Cabinet minister Christopher Pyne rejected Mr Abbott’s policy suggestions.
"We won't be going down the track of putting a freeze on immigration, for example, which Tony wants to do, because it would be catastrophic," he told the Nine Network.
"We won't be slashing spending - Tony Abbott tried that in the 2014 budget during his leadership but of course a whole lot of zombie legislation sat in the Senate unable to be passed."
Mr Pyne said the government was getting on with the job and Australians were "pretty happy" with Malcolm Turnbull's leadership.
“The worst thing we could do is get distracted."
Labor frontbencher Anthony Albanese said the government was a shambles and suffering from a policy vacuum.
"The government doesn't have an agenda," he said on the Nine Network.
"Tony Abbott's solution is to say 'take what I did in the 2014 budget and go more extreme, go harder'.
"Tony Abbott is delusional and the government is dysfunctional," he said.
Foreign Minister Julie Bishop said the Liberal party welcomed policy suggestions from ministers and backbenchers but she rejected Mr Abbott's "drift to defeat" view.

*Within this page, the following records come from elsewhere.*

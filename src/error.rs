//! Request-level lookup errors
//!
//! All variants except `Store` are wiring defects (a chained field declared
//! against a nonexistent type or field); they are reported to the caller
//! immediately and never retried. A missing or unparsable parent id is not
//! an error.

use axum::{
    http::StatusCode,
    response::{IntoResponse, Response},
    Json,
};
use serde_json::json;
use thiserror::Error;

use crate::store::StoreError;
use crate::types::EntityTypeRef;

#[derive(Debug, Error)]
pub enum LookupError {
    #[error("Unknown entity type {0}")]
    UnknownType(EntityTypeRef),

    #[error("Unknown relation field '{field}' on {entity}")]
    UnknownField { entity: EntityTypeRef, field: String },

    #[error("Field '{field}' on {entity} is neither a single- nor multi-valued relation")]
    InvalidFieldArity { entity: EntityTypeRef, field: String },

    #[error("{source_type}.{source_field} does not declare a chained selection of {target}")]
    ChainNotDeclared {
        source_type: EntityTypeRef,
        source_field: String,
        target: EntityTypeRef,
    },

    #[error("Store error: {0}")]
    Store(#[from] StoreError),
}

impl LookupError {
    pub fn status(&self) -> StatusCode {
        match self {
            LookupError::UnknownType(_) | LookupError::UnknownField { .. } => {
                StatusCode::NOT_FOUND
            }
            LookupError::InvalidFieldArity { .. } => StatusCode::BAD_REQUEST,
            LookupError::ChainNotDeclared { .. } => StatusCode::FORBIDDEN,
            LookupError::Store(_) => StatusCode::INTERNAL_SERVER_ERROR,
        }
    }
}

impl IntoResponse for LookupError {
    fn into_response(self) -> Response {
        let status = self.status();
        match &self {
            LookupError::Store(error) => tracing::error!(error = %error, "Lookup store failure"),
            other => tracing::warn!(error = %other, "Rejected lookup"),
        }
        (status, Json(json!({ "error": self.to_string() }))).into_response()
    }
}

#[cfg(test)]
mod tests {
    use super::*;

    #[test]
    fn test_status_mapping() {
        let country = EntityTypeRef::new("test_app", "Country");
        assert_eq!(
            LookupError::UnknownType(country.clone()).status(),
            StatusCode::NOT_FOUND
        );
        assert_eq!(
            LookupError::UnknownField {
                entity: country.clone(),
                field: "x".into()
            }
            .status(),
            StatusCode::NOT_FOUND
        );
        assert_eq!(
            LookupError::InvalidFieldArity {
                entity: country.clone(),
                field: "tagged".into()
            }
            .status(),
            StatusCode::BAD_REQUEST
        );
        assert_eq!(
            LookupError::Store(StoreError::Query("boom".into())).status(),
            StatusCode::INTERNAL_SERVER_ERROR
        );
    }

    #[test]
    fn test_messages() {
        let err = LookupError::ChainNotDeclared {
            source_type: EntityTypeRef::new("test_app", "Location"),
            source_field: "city".into(),
            target: EntityTypeRef::new("test_app", "Country"),
        };
        assert_eq!(
            err.to_string(),
            "test_app.Location.city does not declare a chained selection of test_app.Country"
        );
    }
}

"I don't accept that characterisation at all. I believe that the Turnbull government has been pursuing policies that are in the interests of the Australian people.
“We’ve passed a lot of legislation probably more legislation in the last 12 months than previously,” she told reporters in London.
Mr Abbott also suggested that the Prime Minister should live at Kirribilli House instead of his own home at Point Piper.
Malcolm Turnbull said he does not accept that view.
“Sydney is not the capital of Australia. The capital of Australia is Canberra. Lucy and I live in our own house, we pay for our own bills, our own groceries and I think that’s what Australians expect.”